Amy and I headed out at dawn to Ecola Point with the goal of probing the low intertidal zone. We wanted to see some bizarre creatures. Mission accomplished. There may be weirder animals on the planet, but I have yet to see them.
The low intertidal zone, a realm rich with life, is exposed for only a handful of hours each month. When the minus tides around each full moon and new moon peel back the watery blanket that covers the lowest reaches of the intertidal world, exposing its hidden inhabitants to human eyes, strangeness ensues.
As soon as we entered the kelp forests and surfgrass meadows of the low intertidal zone, we saw our first sea lemon nudibranch. Our first kelp crab moved mechanically among swaying fronds while we gawked at the hallucinogenic palette provided by another creature we had never laid eyes on: the painted anemone.
We saw red sea cucumbers, purple sea urchins, stalked tunicates, and six-rayed sea stars. And to this list of beasts that had thus far eluded us, we added a nudibranch that had caused much consternation the past several months: the elusive leopard. The leopard's prey, the purple sponge, finally led us to this lovely slug.

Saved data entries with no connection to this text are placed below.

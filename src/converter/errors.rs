// Error types surfaced to the caller

use std::fmt;

use super::models::ListRejection;

/// Which rate-limiting rule denied a request
#[derive(Debug, Clone, PartialEq, Eq)]
pub enum RateLimitRule {
    /// Session lifetime download cap
    SessionCap { limit: usize },
    /// Per-client trailing-hour cap
    ClientHourly { limit: usize },
    /// Minimum spacing between fetches within one session
    MinInterval { remaining_secs: u64 },
    /// Global concurrent-active ceiling
    ConcurrencyCeiling { limit: usize },
}

impl fmt::Display for RateLimitRule {
    fn fmt(&self, f: &mut fmt::Formatter<'_>) -> fmt::Result {
        match self {
            Self::SessionCap { limit } => {
                write!(f, "Session limit reached ({} downloads)", limit)
            }
            Self::ClientHourly { limit } => {
                write!(f, "Client limit reached ({} downloads/hour)", limit)
            }
            Self::MinInterval { remaining_secs } => {
                write!(f, "Please wait {} seconds", remaining_secs)
            }
            Self::ConcurrencyCeiling { limit } => {
                write!(f, "Too many concurrent downloads (max {}). Please wait.", limit)
            }
        }
    }
}

/// Collection/item resolution failures. Every variant carries the offending
/// id so the caller can render an actionable message.
#[derive(Debug, Clone, PartialEq, Eq)]
pub enum ResolveError {
    /// URL carried no recognizable playlist id
    NoIdFound,
    /// "LL…" liked-videos list (private)
    LikedVideosPrivate { list_id: String },
    /// "UL…"/"UU…" channel-uploads list
    UploadsUnsupported { list_id: String },
    /// "WL…" watch-later list (private)
    WatchLaterPrivate { list_id: String },
    /// Id too short or with illegal characters
    InvalidIdFormat { list_id: String },
    /// Upstream says the target does not exist or is not public
    NotFoundOrPrivate { list_id: String, detail: String },
    /// Lookup failed for any other reason
    ExtractionFailed { id: String, detail: String },
}

impl ResolveError {
    /// The id this error is about, for diagnostics
    pub fn offending_id(&self) -> &str {
        match self {
            Self::NoIdFound => "",
            Self::LikedVideosPrivate { list_id }
            | Self::UploadsUnsupported { list_id }
            | Self::WatchLaterPrivate { list_id }
            | Self::InvalidIdFormat { list_id }
            | Self::NotFoundOrPrivate { list_id, .. } => list_id,
            Self::ExtractionFailed { id, .. } => id,
        }
    }
}

impl fmt::Display for ResolveError {
    fn fmt(&self, f: &mut fmt::Formatter<'_>) -> fmt::Result {
        match self {
            Self::NoIdFound => write!(f, "No valid playlist id found in the URL"),
            Self::LikedVideosPrivate { list_id } => {
                write!(f, "Liked Videos list '{}' is private", list_id)
            }
            Self::UploadsUnsupported { list_id } => {
                write!(f, "Uploads list '{}' is not supported", list_id)
            }
            Self::WatchLaterPrivate { list_id } => {
                write!(f, "Watch Later list '{}' is private", list_id)
            }
            Self::InvalidIdFormat { list_id } => {
                write!(f, "Playlist id '{}' has an invalid format", list_id)
            }
            Self::NotFoundOrPrivate { list_id, detail } => {
                write!(
                    f,
                    "Playlist '{}' does not exist or is not publicly accessible: {}",
                    list_id, detail
                )
            }
            Self::ExtractionFailed { id, detail } => {
                write!(f, "Could not load '{}': {}", id, detail)
            }
        }
    }
}

impl std::error::Error for ResolveError {}

/// Top-level error taxonomy for one conversion request
#[derive(Debug, Clone)]
pub enum ConvertError {
    /// Malformed or non-platform URL
    Validation(String),

    /// Recognized but unsupported list type (private lists etc.)
    Unsupported(ListRejection),

    /// Upstream lookup failed
    Resolve(ResolveError),

    /// A rate-limiting rule denied the request
    RateLimited(RateLimitRule),

    /// Duration or size ceiling exceeded
    ResourceExceeded(String),

    /// Per-item soft deadline breached
    Timeout(String),

    /// Every candidate strategy was exhausted
    FormatUnavailable(String),

    /// Raw-stream conversion failed
    Transcode(String),

    /// Archive construction failed; treat as total packaging failure
    Packaging(String),

    /// Any other upstream extraction failure
    Extraction(String),
}

impl fmt::Display for ConvertError {
    fn fmt(&self, f: &mut fmt::Formatter<'_>) -> fmt::Result {
        match self {
            Self::Validation(msg) => write!(f, "Invalid URL: {}", msg),
            Self::Unsupported(rejection) => write!(f, "{}", rejection.message()),
            Self::Resolve(e) => write!(f, "{}", e),
            Self::RateLimited(rule) => write!(f, "{}", rule),
            Self::ResourceExceeded(msg) => write!(f, "Limit exceeded: {}", msg),
            Self::Timeout(msg) => write!(f, "Timed out: {}", msg),
            Self::FormatUnavailable(msg) => {
                write!(f, "No downloadable audio format found: {}", msg)
            }
            Self::Transcode(msg) => write!(f, "Audio conversion failed: {}", msg),
            Self::Packaging(msg) => write!(f, "Archive creation failed: {}", msg),
            Self::Extraction(msg) => write!(f, "Extraction failed: {}", msg),
        }
    }
}

impl std::error::Error for ConvertError {}

impl From<ResolveError> for ConvertError {
    fn from(e: ResolveError) -> Self {
        Self::Resolve(e)
    }
}

#[cfg(test)]
mod tests {
    use super::*;

    #[test]
    fn test_rate_limit_messages_carry_limit_values() {
        let msg = RateLimitRule::ClientHourly { limit: 10 }.to_string();
        assert!(msg.contains("10"));

        let msg = RateLimitRule::MinInterval { remaining_secs: 23 }.to_string();
        assert!(msg.contains("23"));
    }

    #[test]
    fn test_resolve_error_offending_id() {
        let e = ResolveError::NotFoundOrPrivate {
            list_id: "PLabc".to_string(),
            detail: "404".to_string(),
        };
        assert_eq!(e.offending_id(), "PLabc");
        assert!(e.to_string().contains("PLabc"));
    }
}
// Session facade - one user interaction from raw URL to delivery
//
// The ambient state the original service kept in its UI framework's
// session store is explicit here: callers hold a Converter (process-wide
// collaborators + tracking state) and pass a SessionContext per request.

use std::path::PathBuf;
use std::sync::Arc;
use tempfile::TempDir;

use crate::converter::batch::BatchOrchestrator;
use crate::converter::classifier::classify;
use crate::converter::errors::ConvertError;
use crate::converter::extractors::{classify_failure, FailureKind, MediaExtractor, YtDlpExtractor};
use crate::converter::models::{
    CollectionKind, FetchOutcome, Limits, ProgressSink, UrlIntent, UrlKind,
};
use crate::converter::packager::Packager;
use crate::converter::pipeline::AudioFetchPipeline;
use crate::converter::ratelimit::RateLimiter;
use crate::converter::resolver::StreamResolver;
use crate::converter::transcode::{FfmpegTranscoder, Transcoder};
use crate::converter::utils::{clean_filename, format_size_mb};

/// Identifies who is asking, for rate limiting
#[derive(Debug, Clone)]
pub struct SessionContext {
    pub client_id: String,
    pub session_id: String,
}

impl SessionContext {
    pub fn new(client_id: impl Into<String>, session_id: impl Into<String>) -> Self {
        Self {
            client_id: client_id.into(),
            session_id: session_id.into(),
        }
    }
}

/// What one conversion produced. The caller owns the payload and is
/// responsible for cleanup.
#[derive(Debug)]
pub enum Delivery {
    /// One finished track on disk
    Track {
        path: PathBuf,
        suggested_filename: String,
        size_bytes: u64,
        /// Single tracks are always safe to hand to the auto-delivery path
        auto_deliverable: bool,
    },
    /// Several tracks bundled into one archive
    Archive {
        data: Vec<u8>,
        suggested_filename: String,
        /// Large archives must go through explicit user-initiated delivery
        auto_deliverable: bool,
        succeeded: usize,
        failed: Vec<String>,
    },
}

Other wonders were glimpsed before we fled the turning tide. Marine worms stretched like orange strings across black pine seaweed. Iridescent kelp shimmered in the current. Lined chitons as exquisite as gemstones clung to craggy walls. And a pair of black oystercatchers winged overhead, sounding a shrill alarm as two curious mammals scrambled atop boulders to escape the rising waves.